Ayutthaya

Buddha statue at Wat Mahathat, Ayutthaya. Pre-flood.

Ayutthaya was the capital of a Thai state for over four hundred years before it was destroyed by the Burmese in the eighteenth century. Just north of Bangkok, it is an attractive melange of tilting stupas and headless Buddha statues scattered around a rather tatty, low-rise Thai town centred on an island in the middle of three rivers. In its heyday it must have been an extraordinary place; I always forget that Europeans had been in contact with Thailand for the best part of half a millenium, and Ayutthaya was the Venice of the East, and always full of Dutch and Chinese and French and Malay and Portugese and Japanese and British traders, and generally wildly cosmopolitan. Lucy and I spent a peaceful weekend there ten days ago, ambling around temples, admiring nineteen-metre-high gold-plated Buddhas (size matters) and filling up on palm sugar roti. We did comment, as we were crossing the river, that the water levels seemed pretty robust, and a brisk trade in sandbags seemed to be going on around some of the larger temples.

The Buddha naturally faces the prospect of wet feet with serenity. Source: Getty images.

Alas, the sandbags appear to have been insufficient, and Ayutthaya this week is in some places three metres underwater, suffering the worst flooding in a century with no sign of the rain stopping and threats of more water being released from dams upstream. A lively interest in these events is being taken in all this by the residents of Bangkok, directly downstream from the worst of the flooding, since judging by the hysteria in the local and international media  we are about to suffer a similar deluge which, if not wholly Biblical in magnitude, might yet require the services of a small ark. The worst of the runoff from upstream is due to coincide with unusually high tides this weekend, thus condemning large parts of Bangkok to an interesting few days. At the moment, the national and local government are busily contradicting each other and themselves, alternately proclaiming the apocalypse and denying there will be any problems at all. The general feeling seems to be that as long as the flood walls hold, there shouldn’t be too much trouble, but the occasional pronouncement that the government is “at its wits end” or that there’s no chance that the sandbag walls will be finished before Thursday does not fill one with confidence.

Elephant taxis: more useful than the regular kind when the waters rise. Source: Getty images.

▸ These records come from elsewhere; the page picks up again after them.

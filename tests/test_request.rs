use wirehttp::http::parser::ParseError;
use wirehttp::http::request::{ParserState, Request};

fn parsed(raw: &[u8]) -> Request {
    let mut req = Request::new();
    let consumed = req.parse(raw).unwrap();
    assert_eq!(consumed, raw.len());
    req
}

#[test]
fn test_request_starts_in_init() {
    let req = Request::new();

    assert_eq!(req.state(), ParserState::Init);
    assert!(!req.is_done());
    assert!(req.headers.is_empty());
}

#[test]
fn test_request_header_retrieval() {
    let req = parsed(b"GET / HTTP/1.1\r\nHost: example.com\r\nContent-Type: application/json\r\n\r\n");

    assert_eq!(req.header("Host"), Some("example.com"));
    assert_eq!(req.header("content-type"), Some("application/json"));
    assert_eq!(req.header("Missing"), None);
}

#[test]
fn test_request_content_length_parsing() {
    let req = parsed(b"POST / HTTP/1.1\r\nContent-Length: 4\r\n\r\nabcd");
    assert_eq!(req.content_length().unwrap(), Some(4));

    let req = parsed(b"GET / HTTP/1.1\r\n\r\n");
    assert_eq!(req.content_length().unwrap(), None);
}

#[test]
fn test_request_path_and_query_string() {
    let req = parsed(b"GET /search?q=rust HTTP/1.1\r\nHost: example.com\r\n\r\n");

    assert_eq!(req.target(), "/search?q=rust");
}

#[test]
fn test_request_zero_content_length_completes() {
    let req = parsed(b"POST /api HTTP/1.1\r\nContent-Length: 0\r\n\r\n");

    assert!(req.is_done());
    assert!(req.body.is_empty());
}

#[test]
fn test_request_resumes_after_partial_line() {
    let raw = b"PUT /item HTTP/1.1\r\nContent-Length: 3\r\n\r\nabc";
    let mut req = Request::new();
    let mut pending = Vec::new();

    for &byte in raw {
        pending.push(byte);
        let n = req.parse(&pending).unwrap();
        pending.drain(..n);
    }

    assert!(req.is_done());
    assert!(pending.is_empty());
    assert_eq!(req.method(), "PUT");
    assert_eq!(req.body, b"abc");
}

#[test]
fn test_request_done_consumes_nothing_more() {
    let mut req = parsed(b"GET / HTTP/1.1\r\n\r\n");

    assert_eq!(req.parse(b"GET /again HTTP/1.1\r\n\r\n").unwrap(), 0);
    assert_eq!(req.target(), "/");
}

#[test]
fn test_request_error_messages() {
    let mut req = Request::new();
    let err = req.parse(b"GET / HTTP/1.1\r\nContent-Length: abc\r\n\r\n").unwrap_err();

    assert!(matches!(err, ParseError::InvalidContentLength(_)));
    assert_eq!(err.to_string(), "invalid body: content-length \"abc\" is not a number");
}
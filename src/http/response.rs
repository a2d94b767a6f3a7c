use std::fmt;

use crate::http::headers::Headers;

/// An HTTP response status code.
///
/// Any numeric code can be written; only the codes with an associated
/// constant carry a reason phrase.
#[derive(Debug, Clone, Copy, PartialEq, Eq, Hash)]
pub struct StatusCode(u16);

impl StatusCode {
    /// 200 OK
    pub const OK: StatusCode = StatusCode(200);
    /// 400 Bad Request
    pub const BAD_REQUEST: StatusCode = StatusCode(400);
    /// 500 Internal Server Error
    pub const INTERNAL_SERVER_ERROR: StatusCode = StatusCode(500);

    pub const fn from_u16(code: u16) -> Self {
        StatusCode(code)
    }

    /// Returns the numeric HTTP status code.
    ///
    /// # Example
    ///
    /// ```
    /// # use wirehttp::http::response::StatusCode;
    /// assert_eq!(StatusCode::OK.as_u16(), 200);
    /// assert_eq!(StatusCode::from_u16(404).as_u16(), 404);
    /// ```
    pub fn as_u16(&self) -> u16 {
        self.0
    }

    /// Returns the reason phrase, or an empty string for codes without one.
    ///
    /// # Example
    ///
    /// ```
    /// # use wirehttp::http::response::StatusCode;
    /// assert_eq!(StatusCode::BAD_REQUEST.reason_phrase(), "Bad Request");
    /// assert_eq!(StatusCode::from_u16(418).reason_phrase(), "");
    /// ```
    pub fn reason_phrase(&self) -> &'static str {
        match self.0 {
            200 => "OK",
            400 => "Bad Request",
            500 => "Internal Server Error",
            _ => "",
        }
    }
}

impl From<u16> for StatusCode {
    fn from(code: u16) -> Self {
        StatusCode(code)
    }
}

impl fmt::Display for StatusCode {
    fn fmt(&self, f: &mut fmt::Formatter<'_>) -> fmt::Result {
        write!(f, "{} {}", self.0, self.reason_phrase())
    }
}

/// Headers for a fixed-length, single-shot response.
///
/// Contains `content-length`, `connection: close` and
/// `content-type: text/plain`; any of them can be overridden before the
/// headers are written.
pub fn default_headers(content_len: usize) -> Headers {
    let mut headers = Headers::new();
    headers.override_value("content-length", content_len.to_string());
    headers.override_value("connection", "close");
    headers.override_value("content-type", "text/plain");
    headers
}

From my lofty position on the tenth floor, well stocked with drinking water and cookies, I am in the fortunate predicament of being able to take a solely professional interest in proceedings: having spent much of the last three weeks listening to presentations about Bangkok’s flood defences, I will be curious to see how they respond to what is effectively a once a century event. Old hands in the office gloomily predict that despite the fact that we are a reasonable hike from the river, getting into work is likely to involve a certain amount of paddling over the coming week or so, but I do have to salute the admirable phlegmatism with which people are greeting the prospect – no one has thought of suggesting that a spot of flooding might be a reason to skip work.